When working towards a healthier lifestyle, listening to your body’s hunger cues is important to make sustainable changes to your diet.
Due to factors such as restrictive dieting and emotional eating, it can become more difficult to tell whether you are physically hungry or if you are eating for emotional reasons.
Here are some physical hunger cues to look out for:
- Low energy
- Stomach growling
- Difficulty concentrating
- Feeling irritable (“hangry”)
If you are not feeling these cues and are thinking about eating something, it helps to ask yourself how you are feeling in that moment:
Are you stressed or sad and turning to food as a source of comfort?

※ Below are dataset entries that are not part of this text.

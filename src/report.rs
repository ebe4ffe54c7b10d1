//! Полный цикл загрузки книги: месяцы, KPI, сравнение, ряды и вспомогательный лист.

use crate::auxiliary::{build_context, location_trend};
use crate::config::{Config, RevenueColumns};
use crate::error::ReportError;
use crate::kpi::{compare_month_over_month, compute_snapshot};
use crate::month_set::MonthSet;
use crate::raw::RawWorkbook;
use crate::types::{
    AuxiliaryContext, KpiSnapshot, LocationTrendPoint, MoMComparison, Money, TrendSeries,
};
use rust_decimal::Decimal;
use tracing::info;

/// Набор флагов, определяющий, что загружать со вспомогательного листа (внутренний тип).
#[derive(Debug, Clone, Copy)]
pub(crate) struct LoadOptions {
    pub load_auxiliary: bool,
    pub load_location_trend: bool,
}

impl LoadOptions {
    /// Загружает всё.
    pub const fn everything() -> Self {
        Self {
            load_auxiliary: true,
            load_location_trend: true,
        }
    }
}

impl Default for LoadOptions {
    fn default() -> Self {
        Self::everything()
    }
}

/// Результат одного цикла загрузки книги.
#[derive(Debug, Clone)]
pub struct BoardReport {
    /// Месяцы в хронологическом порядке.
    pub months: MonthSet,
    /// Имя последнего месяца.
    pub latest_label: String,
    /// KPI последнего месяца.
    pub latest: KpiSnapshot,
    /// Сравнение двух последних месяцев; `None`, если месяц один.
    pub mom: Option<MoMComparison>,
    /// Подпись сравнения: `"<предыдущий> -> <текущий>"`.
    pub mom_label: Option<String>,
    /// Помесячные ряды.
    pub trend: TrendSeries,
    /// Сведения со вспомогательного листа.
    pub auxiliary: Option<AuxiliaryContext>,
    /// Помесячная выручка площадок со вспомогательного листа.
    pub location_trend: Option<Vec<LocationTrendPoint>>,
}

impl BoardReport {
    /// Загружает книгу с настройками по умолчанию.
    #[inline]
    pub fn load(workbook: &RawWorkbook) -> Result<Self, ReportError> {
        ReportBuilder::new(workbook).build()
    }

    fn load_with(builder: &ReportBuilder<'_>) -> Result<Self, ReportError> {
        let months =
            MonthSet::from_workbook(builder.workbook, &builder.aux_sheet, &builder.columns)?;
        let latest_month = months.latest().ok_or(ReportError::NoMonthlySheets)?;
        let latest_label = latest_month.label.clone();
        let latest = compute_snapshot(&latest_month.table, &builder.columns);

        let (mom, mom_label) = match months.latest_pair() {
            Some((previous, current)) => (
                Some(compare_month_over_month(&previous.table, &current.table)),
                Some(format!("{} -> {}", previous.label, current.label)),
            ),
            None => (None, None),
        };

        let trend = months.trend(&builder.columns);

        let aux_grid = builder.workbook.find_sheet(&builder.aux_sheet);
        let auxiliary = builder
            .options
            .load_auxiliary
            .then(|| build_context(aux_grid));
        let location_trend = builder
            .options
            .load_location_trend
            .then(|| location_trend(aux_grid));

        info!(
            latest = %latest_label,
            months = months.len(),
            total = %latest.total_revenue,
            "board report built"
        );

        Ok(Self {
            months,
            latest_label,
            latest,
            mom,
            mom_label,
            trend,
            auxiliary,
            location_trend,
        })
    }

    /// Выполнение плана последнего месяца, %.
    ///
    /// `None`, если план не найден; ноль при нулевом плане.
    pub fn target_achievement(&self) -> Option<Money> {
        let target = self.auxiliary.as_ref()?.target_total?;
        if target.is_zero() {
            return Some(Decimal::ZERO);
        }
        Some(
            self.latest
                .total_revenue
                .checked_div(target)
                .unwrap_or_default()
                .saturating_mul(Decimal::ONE_HUNDRED),
        )
    }
}

/// Builder для загрузки `BoardReport` с выбором источников.
pub struct ReportBuilder<'a> {
    workbook: &'a RawWorkbook,
    aux_sheet: String,
    columns: RevenueColumns,
    options: LoadOptions,
}

impl<'a> ReportBuilder<'a> {
    /// Создаёт builder для книги с настройками по умолчанию.
    ///
    /// # Пример
    ///
    /// ```
    /// # use site_revenue_kpi::{Cell, RawGrid, RawWorkbook, ReportBuilder};
    /// let grid = RawGrid::new(vec![
    ///     vec![Cell::from("Location"), Cell::from("Total")],
    ///     vec![Cell::from("Alpha"), Cell::from(100)],
    /// ]);
    /// let workbook = RawWorkbook::from_sheets([("mar_24", grid)]);
    /// let report = ReportBuilder::new(&workbook)
    ///     .auxiliary(false)
    ///     .build()
    ///     .unwrap();
    /// assert_eq!(report.latest_label, "mar_24");
    /// assert!(report.mom.is_none());
    /// ```
    #[inline]
    pub fn new(workbook: &'a RawWorkbook) -> Self {
        Self {
            workbook,
            aux_sheet: Config::default().aux_sheet,
            columns: RevenueColumns::default(),
            options: LoadOptions::everything(),
        }
    }

    /// Имя вспомогательного листа.
    #[inline]
    pub fn aux_sheet(mut self, name: impl Into<String>) -> Self {
        self.aux_sheet = name.into();
        self
    }

    /// Состав столбцов выручки.
    #[inline]
    pub fn columns(mut self, columns: RevenueColumns) -> Self {
        self.columns = columns;
        self
    }

    /// Включает или отключает разбор вспомогательного листа.
    #[inline]
    pub const fn auxiliary(mut self, enabled: bool) -> Self {
        self.options.load_auxiliary = enabled;
        self
    }

    /// Включает или отключает помесячные ряды площадок со вспомогательного листа.
    #[inline]
    pub const fn location_trend(mut self, enabled: bool) -> Self {
        self.options.load_location_trend = enabled;
        self
    }

    /// Выполняет загрузку с текущими настройками.
    #[inline]
    pub fn build(self) -> Result<BoardReport, ReportError> {
        BoardReport::load_with(&self)
    }
}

Or are you bored and using eating as something to do?
When you’re eating for these reasons rather than being physically hungry, you may find that you are not satisfied afterward and might even eat past fullness, which can cause physical discomfort. It also becomes more difficult to listen to your body’s physical hunger cues.
If you find that you are turning to food for emotional reasons, try to think of other coping mechanisms. Here are a few ideas:
- Talking to someone you trust
- Engaging in an activity you enjoy
- Journalling your emotions
Also try to limit distractions when you are eating and focus on your meals, which allows you to take time to enjoy what you are eating and pay attention to when you are satisfied.
Listening to your body’s hunger cues takes time, however with practice it helps you build more trust in your body to tell you when and how much you need to eat. This will give you the nutrition you need and help you achieve a healthier lifestyle.